On June 2, 2016, the Ninth Circuit Court of Appeals, in Flores v. City of San Gabriel, held that the City of San Gabriel willfully violated the Fair Labor Standards Act (FLSA) by failing to include cash payments to police officers for unused medical benefits allowances when calculating their regular rate of pay, which ultimately resulted in a lower overtime rate and an underpayment of overtime.
In Flores, the City provided a flexible benefits plan to its employees under which the City furnished a designated monetary amount to each employee to be used for purchasing medical, vision, and dental benefits. While employees were required to use a portion of these funds to purchase vision and dental insurance, employees with access to alternative medical coverage (for example, through a spouse) could decline to use the remaining benefits and opt for a cash payment instead. The cash payment would then be added to the employee’s regular paycheck. The City did not consider the value of that cash payment when calculating the employees’ regular rate of pay and resulting overtime rate. A group of current and former officers sued, claiming they were underpaid for overtime hours worked because the cash provided to employees in lieu of benefits should have been used in calculating their overtime rate.
The primary issue was whether the City’s cash-in-lieu payments were properly excluded from the employees’ regular rate of pay. The Ninth Circuit held that cash payments made to employees in lieu of health benefits must be included in the hourly “regular rate” used to compensate employees for overtime hours worked. The City argued that the cash-in-lieu payments were not payments made as compensation for hours of employment and were not tied to the amount of work performed for the employer, and therefore were excludable under 29 U.S.C. § 207(e)(2) from the regular rate of pay as are payments for leave, travel expenses, and other reimbursable expenses. The Ninth Circuit disagreed, finding the payments were “compensation for work” even if the payments were not specifically tied to time worked for the employer.
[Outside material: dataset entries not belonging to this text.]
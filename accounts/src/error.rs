//! Account and login errors.

/// Account operation result type.
pub type AccountResult<T> = Result<T, AccountError>;

/// Errors surfaced by the account registry and login service.
#[derive(Debug, thiserror::Error)]
pub enum AccountError {
    /// Username is not 3–50 alphanumeric characters.
    #[error("username must be 3-50 alphanumeric characters")]
    InvalidUsername,
    /// Password is shorter than the minimum length.
    #[error("password must be at least 8 characters")]
    WeakPassword,
    /// Username already registered.
    #[error("username already exists")]
    UsernameTaken,
    /// Email already registered.
    #[error("email already exists")]
    EmailTaken,
    /// Unknown account or wrong password. Deliberately does not say which.
    #[error("invalid username or password")]
    InvalidCredentials,
    /// Account exists but has been deactivated.
    #[error("account is inactive")]
    Inactive,
    /// No account with the given username.
    #[error("account not found")]
    NotFound,
    /// Too many login attempts in the current window.
    #[error("too many login attempts, try again in {0:?}")]
    RateLimited(std::time::Duration),
    /// Failure inside the credential manager.
    #[error(transparent)]
    Credential(#[from] keygate_credential::CredentialError),
}
use lane_convergence::{FrameSegments, HoughLine, LineSegment};

pub const WIDTH: usize = 800;
pub const HEIGHT: usize = 600;

/// Lane edges converging on `vp`: two lines on each side, each represented by
/// a segment from the bottom row covering `reach` of the way to `vp`.
pub fn lane_segments(vp: [f32; 2], height: f32, reach: f32) -> Vec<LineSegment> {
    let bottoms = [
        vp[0] - 350.0,
        vp[0] - 300.0,
        vp[0] + 300.0,
        vp[0] + 350.0,
    ];
    bottoms
        .iter()
        .map(|&bx| {
            let p0 = [bx, height];
            let p1 = [bx + (vp[0] - bx) * reach, height + (vp[1] - height) * reach];
            LineSegment::from_endpoints(p0, p1)
        })
        .collect()
}

/// Frame whose lane edges meet at `vp`.
pub fn lane_frame(vp: [f32; 2]) -> FrameSegments {
    FrameSegments::with_segments(WIDTH, HEIGHT, lane_segments(vp, HEIGHT as f32, 0.4))
}

/// Frame with the vanishing point inside the default 800x600 band.
pub fn hit_frame() -> FrameSegments {
    lane_frame([400.5, 300.5])
}

/// Frame with a vanishing point well above the band.
pub fn high_frame() -> FrameSegments {
    lane_frame([400.5, 120.5])
}

/// Polar lines through `vp` at the given normal angles.
pub fn hough_lines_through(vp: [f32; 2], thetas: &[f32]) -> Vec<HoughLine> {
    thetas
        .iter()
        .map(|&theta| HoughLine::new(vp[0] * theta.cos() + vp[1] * theta.sin(), theta))
        .collect()
}
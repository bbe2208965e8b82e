//! JSON configuration for the command-line tools.

pub mod tracking;
//! Point representation and the line-line intersection test.
//!
//! Intersections are computed on the infinite lines through two segments:
//! each segment only contributes a fixed point and a direction. Two diverging
//! lane-edge rays therefore "meet" even when the visible pieces never cross,
//! which is exactly what a vanishing point estimate needs.

use nalgebra::Vector2;
use serde::{Deserialize, Serialize};

/// Pixel coordinate pair `(x, y)`.
pub type Point = [f32; 2];

/// Integer pixel location of an estimated convergence point.
#[derive(Clone, Copy, Debug, PartialEq, Eq, Hash, Serialize, Deserialize)]
pub struct ConvergencePoint {
    pub x: i32,
    pub y: i32,
}

impl ConvergencePoint {
    pub fn new(x: i32, y: i32) -> Self {
        Self { x, y }
    }
}

/// 2-D cross product `v1.x * v2.y - v1.y * v2.x`.
#[inline]
pub fn cross(v1: &Vector2<f32>, v2: &Vector2<f32>) -> f32 {
    v1.perp(v2)
}

/// Intersects the infinite line through `a1 -> a2` with the one through
/// `b1 -> b2`.
///
/// Returns `None` when the direction vectors have an exactly zero cross
/// product (parallel or coincident lines). The returned point need not lie
/// inside either segment.
pub fn intersect(a1: Point, a2: Point, b1: Point, b2: Point) -> Option<Point> {
    let p = Vector2::from(a1);
    let q = Vector2::from(b1);
    let r = Vector2::from(a2) - p;
    let s = Vector2::from(b2) - q;

    let denom = cross(&r, &s);
    if denom == 0.0 {
        return None;
    }
    let t = cross(&(q - p), &s) / denom;
    let hit = p + r * t;
    Some([hit.x, hit.y])
}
The Ninth Circuit also rejected the City’s argument that its cash in lieu of benefit payments were properly excluded pursuant to § 207(e)(4) because the payments were paid directly to employees. Section 207(e)(4) excludes from the regular rate of pay “contributions irrevocably made by an employer to a trustee or third person pursuant to a bona fide plan for providing old age, retirement, life, accident, or health insurance or similar benefits for employees.”
Note: This decision only affects those employers located in the Ninth Circuit. The Ninth Circuit includes Alaska, Arizona, California, Hawaii, Idaho, Montana, Nevada, Oregon, Washington, and Guam.